Collected data entries:
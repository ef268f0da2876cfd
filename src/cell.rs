//! Per-cell attachment state.
//!
//! A [`MediaCell`] is the recycled view slot a media message is bound into.
//! It owns the download/playback button state for whatever message it
//! currently shows, keyed by derived cache file names, and re-derives that
//! state from the cache and the transfer feed instead of trusting anything
//! remembered from a previous binding.

use std::sync::Arc;
use std::sync::atomic::{AtomicU64, Ordering};

use crate::classify::{ClassifiedMessage, RenderKind};
use crate::feed::{FeedEvent, FeedEventKind};
use crate::photo::closest_size;
use crate::types::attachment::{Attachment, PhotoSize};
use crate::types::message::Media;
use crate::util;

/// Identity of one watching cell. Tags are process-unique and never reused,
/// which is what lets a cell drop events that were addressed to a previous
/// binding of the same slot.
pub type ObserverTag = u64;

static NEXT_TAG: AtomicU64 = AtomicU64::new(1);

pub fn next_observer_tag() -> ObserverTag {
    NEXT_TAG.fetch_add(1, Ordering::Relaxed)
}

/// Download/playback state of the bound attachment. Discriminants are the
/// stable button-state codes.
#[derive(Debug, Clone, Copy, PartialEq, Eq)]
#[repr(i32)]
pub enum AttachmentState {
    /// Present locally; no button or a play-less ready state.
    ReadyLocal = -1,
    NotStarted = 0,
    InProgress = 1,
    /// Animated media cached but paused.
    ReadyToPlayPaused = 2,
    /// Video cached; pressing opens the player.
    ReadyToPlayVideo = 3,
}

impl AttachmentState {
    pub fn code(self) -> i32 {
        self as i32
    }
}

/// Effect of a button press the cell cannot carry out itself.
#[derive(Debug, Clone, Copy, PartialEq, Eq)]
pub enum CellAction {
    /// The press asked to abort an in-flight outgoing send.
    CancelSend,
    /// The press asked to open the video player on the cached file.
    OpenPlayer,
}

/// Transfer service seam: starting, cancelling and observing downloads and
/// uploads by cache name.
pub trait DownloadFeed: Send + Sync {
    fn request(&self, name: &str, attachment: &Attachment);
    fn cancel(&self, name: &str);
    fn is_active(&self, name: &str) -> bool;
    fn progress_of(&self, name: &str) -> Option<f32>;
    fn watch(&self, name: &str, tag: ObserverTag);
    fn unwatch(&self, tag: ObserverTag);
}

/// Local attachment cache seam, keyed by derived cache names.
pub trait CacheStore: Send + Sync {
    fn exists(&self, name: &str) -> bool;
    fn size_of(&self, name: &str) -> u64;
    fn remove(&self, name: &str);
}

/// Which render kinds may start downloading without a button press.
#[derive(Debug, Clone, Copy, PartialEq, Eq)]
pub struct AutoDownloadPolicy {
    mask: u32,
}

impl AutoDownloadPolicy {
    pub const PHOTO: u32 = 1;
    pub const AUDIO: u32 = 2;
    pub const VIDEO: u32 = 4;
    pub const DOCUMENT: u32 = 8;

    pub fn new(mask: u32) -> Self {
        Self { mask }
    }

    pub fn nothing() -> Self {
        Self { mask: 0 }
    }

    pub fn photos_only() -> Self {
        Self { mask: Self::PHOTO }
    }

    pub fn allows(&self, kind: RenderKind) -> bool {
        let bit = match kind {
            RenderKind::Photo => Self::PHOTO,
            RenderKind::Audio => Self::AUDIO,
            RenderKind::Video => Self::VIDEO,
            RenderKind::Animated | RenderKind::Document => Self::DOCUMENT,
            _ => return false,
        };
        self.mask & bit != 0
    }
}

impl Default for AutoDownloadPolicy {
    fn default() -> Self {
        Self::photos_only()
    }
}

pub struct MediaCell {
    feed: Arc<dyn DownloadFeed>,
    cache: Arc<dyn CacheStore>,
    policy: AutoDownloadPolicy,
    tag: ObserverTag,
    message: Option<Arc<ClassifiedMessage>>,
    /// Display photo size chosen at bind time.
    photo: Option<PhotoSize>,
    /// Name currently registered with the feed, if any.
    watched: Option<String>,
    state: AttachmentState,
    progress: f32,
    playing: bool,
    /// Latched by a cancelling press; cleared on rebind or a starting
    /// press. Blocks the auto-download path from immediately restarting
    /// what the user just cancelled.
    cancel_requested: bool,
    invalidations: u64,
}

impl MediaCell {
    pub fn new(
        feed: Arc<dyn DownloadFeed>,
        cache: Arc<dyn CacheStore>,
        policy: AutoDownloadPolicy,
    ) -> Self {
        Self {
            feed,
            cache,
            policy,
            tag: next_observer_tag(),
            message: None,
            photo: None,
            watched: None,
            state: AttachmentState::NotStarted,
            progress: 0.0,
            playing: false,
            cancel_requested: false,
            invalidations: 0,
        }
    }

    pub fn state(&self) -> AttachmentState {
        self.state
    }

    pub fn progress(&self) -> f32 {
        self.progress
    }

    pub fn is_playing(&self) -> bool {
        self.playing
    }

    pub fn tag(&self) -> ObserverTag {
        self.tag
    }

    pub fn photo(&self) -> Option<&PhotoSize> {
        self.photo.as_ref()
    }

    /// Redraw counter; bumps whenever visible state changed.
    pub fn invalidations(&self) -> u64 {
        self.invalidations
    }

    /// Bind a message into this cell. Binding the same classified message
    /// again only re-derives state; a different message tears the previous
    /// binding down first so nothing leaks across recycled slots.
    pub fn bind(&mut self, message: Arc<ClassifiedMessage>) {
        let changed = match &self.message {
            Some(current) => !Arc::ptr_eq(current, &message),
            None => true,
        };
        if changed {
            self.release_watch();
            self.cancel_requested = false;
            self.playing = false;
            self.progress = 0.0;
            self.state = AttachmentState::NotStarted;
            self.photo = closest_size(&message.photo_thumbs, 800, 800).cloned();
            self.message = Some(message);
            self.invalidate();
        }
        self.update_state();
    }

    /// Clear the binding, dropping any feed registration.
    pub fn unbind(&mut self) {
        self.release_watch();
        self.message = None;
        self.photo = None;
        self.state = AttachmentState::NotStarted;
        self.progress = 0.0;
        self.playing = false;
        self.cancel_requested = false;
        self.invalidate();
    }

    /// Re-derive the attachment state from the cache and the feed.
    pub fn update_state(&mut self) {
        let Some(msg) = self.message.clone() else {
            return;
        };
        let Some(name) = self.resolve_file_name(&msg) else {
            return;
        };

        if msg.is_sending() {
            // Upload in flight; progress is keyed by the local path.
            if let Some(path) = msg.raw.attach_path.clone() {
                self.progress = self.feed.progress_of(&path).unwrap_or(0.0);
                self.watch_name(path);
                self.state = AttachmentState::InProgress;
                self.invalidate();
            }
            return;
        }

        if self.cache.exists(&name) && self.cache.size_of(&name) == 0 {
            log::warn!("removing zero-length cache file {name}");
            self.cache.remove(&name);
        }

        if self.cache.exists(&name) {
            self.release_watch();
            self.state = match msg.kind {
                RenderKind::Animated if !self.playing => AttachmentState::ReadyToPlayPaused,
                RenderKind::Video => AttachmentState::ReadyToPlayVideo,
                _ => AttachmentState::ReadyLocal,
            };
        } else {
            self.watch_name(name.clone());
            if self.feed.is_active(&name) {
                self.state = AttachmentState::InProgress;
                self.progress = self.feed.progress_of(&name).unwrap_or(0.0);
            } else if !self.cancel_requested
                && self.policy.allows(msg.kind)
                && let Some(attachment) = msg.primary_attachment()
            {
                self.feed.request(&name, &attachment);
                self.state = AttachmentState::InProgress;
                self.progress = 0.0;
            } else {
                self.state = AttachmentState::NotStarted;
                self.progress = 0.0;
            }
        }
        self.invalidate();
    }

    /// Handle a press on the state button.
    pub fn press_button(&mut self) -> Option<CellAction> {
        let msg = self.message.clone()?;
        match self.state {
            AttachmentState::NotStarted => {
                self.cancel_requested = false;
                if let Some(name) = self.resolve_file_name(&msg)
                    && let Some(attachment) = msg.primary_attachment()
                {
                    self.feed.request(&name, &attachment);
                    self.watch_name(name);
                    self.progress = 0.0;
                    self.state = AttachmentState::InProgress;
                    self.invalidate();
                }
                None
            }
            AttachmentState::InProgress => {
                if msg.is_sending() {
                    // Aborting a send is the session layer's call.
                    Some(CellAction::CancelSend)
                } else {
                    self.cancel_requested = true;
                    if let Some(name) = self.resolve_file_name(&msg) {
                        self.feed.cancel(&name);
                    }
                    self.progress = 0.0;
                    self.state = AttachmentState::NotStarted;
                    self.invalidate();
                    None
                }
            }
            AttachmentState::ReadyToPlayPaused => {
                self.playing = true;
                self.state = AttachmentState::ReadyLocal;
                self.invalidate();
                None
            }
            AttachmentState::ReadyToPlayVideo => Some(CellAction::OpenPlayer),
            AttachmentState::ReadyLocal => None,
        }
    }

    /// Toggle animated playback. No-op for non-animated kinds or when the
    /// file is not cached yet.
    pub fn toggle_playback(&mut self) {
        let Some(msg) = &self.message else {
            return;
        };
        if msg.kind != RenderKind::Animated {
            return;
        }
        if self.playing {
            self.playing = false;
            self.state = AttachmentState::ReadyToPlayPaused;
        } else if self.state == AttachmentState::ReadyToPlayPaused {
            self.playing = true;
            self.state = AttachmentState::ReadyLocal;
        } else {
            return;
        }
        self.invalidate();
    }

    /// Apply a feed event. Events for another tag, or for a name this cell
    /// no longer watches, are dropped; they belong to a previous binding.
    pub fn handle_event(&mut self, event: &FeedEvent) {
        if event.tag != self.tag {
            return;
        }
        let Some(watched) = self.watched.as_deref() else {
            return;
        };
        if event.name != watched {
            return;
        }
        match event.kind {
            FeedEventKind::Progress(progress) => {
                if self.state == AttachmentState::InProgress {
                    self.progress = progress;
                    self.invalidate();
                } else {
                    self.update_state();
                }
            }
            FeedEventKind::Completed | FeedEventKind::Failed => self.update_state(),
        }
    }

    /// Secondary info line shown under the attachment, if the kind has one.
    pub fn info_line(&self) -> Option<String> {
        let msg = self.message.as_ref()?;
        let size = util::format_file_size(msg.primary_attachment()?.byte_size() as u64);
        match (msg.kind, msg.raw.payload.media()?) {
            (RenderKind::Document, Media::Document(doc)) => {
                let name = msg.file_name();
                let ext = name
                    .rfind('.')
                    .map(|dot| &name[dot + 1..])
                    .filter(|ext| !ext.is_empty())
                    .map(str::to_uppercase)
                    .or_else(|| doc.mime_type.clone())
                    .unwrap_or_default();
                Some(format!("{size} {ext}"))
            }
            (RenderKind::Animated, Media::Document(_)) => Some(size),
            (RenderKind::Video, Media::Video(video)) => {
                Some(format!("{}, {size}", util::format_duration(video.duration)))
            }
            _ => None,
        }
    }

    /// Cache name the state machine keys on for the bound message.
    /// `None` for kinds without a downloadable attachment, or when the
    /// attachment is unnamable.
    fn resolve_file_name(&self, msg: &ClassifiedMessage) -> Option<String> {
        match msg.kind {
            RenderKind::Photo => {
                let size = self.photo.as_ref()?;
                let name = crate::filename::attach_file_name(&Attachment::Photo(size.clone()));
                (!name.is_empty()).then_some(name)
            }
            RenderKind::Video
            | RenderKind::Animated
            | RenderKind::Document
            | RenderKind::Audio => {
                // An already-present local file wins over the cache name.
                if let Some(path) = &msg.raw.attach_path
                    && self.cache.exists(path)
                {
                    return Some(path.clone());
                }
                let name = msg.file_name();
                (!name.is_empty()).then_some(name)
            }
            _ => None,
        }
    }

    fn watch_name(&mut self, name: String) {
        if self.watched.as_deref() == Some(name.as_str()) {
            return;
        }
        self.release_watch();
        self.feed.watch(&name, self.tag);
        self.watched = Some(name);
    }

    fn release_watch(&mut self) {
        if self.watched.take().is_some() {
            self.feed.unwatch(self.tag);
        }
    }

    fn invalidate(&mut self) {
        self.invalidations += 1;
    }
}

impl Drop for MediaCell {
    fn drop(&mut self) {
        self.release_watch();
    }
}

## WHAT TO WORK ON
From the data above, copy each line with the string "without" in it.

## TASK SOLUTION
/// Which render kinds may start downloading without a button press.
    /// `None` for kinds without a downloadable attachment, or when the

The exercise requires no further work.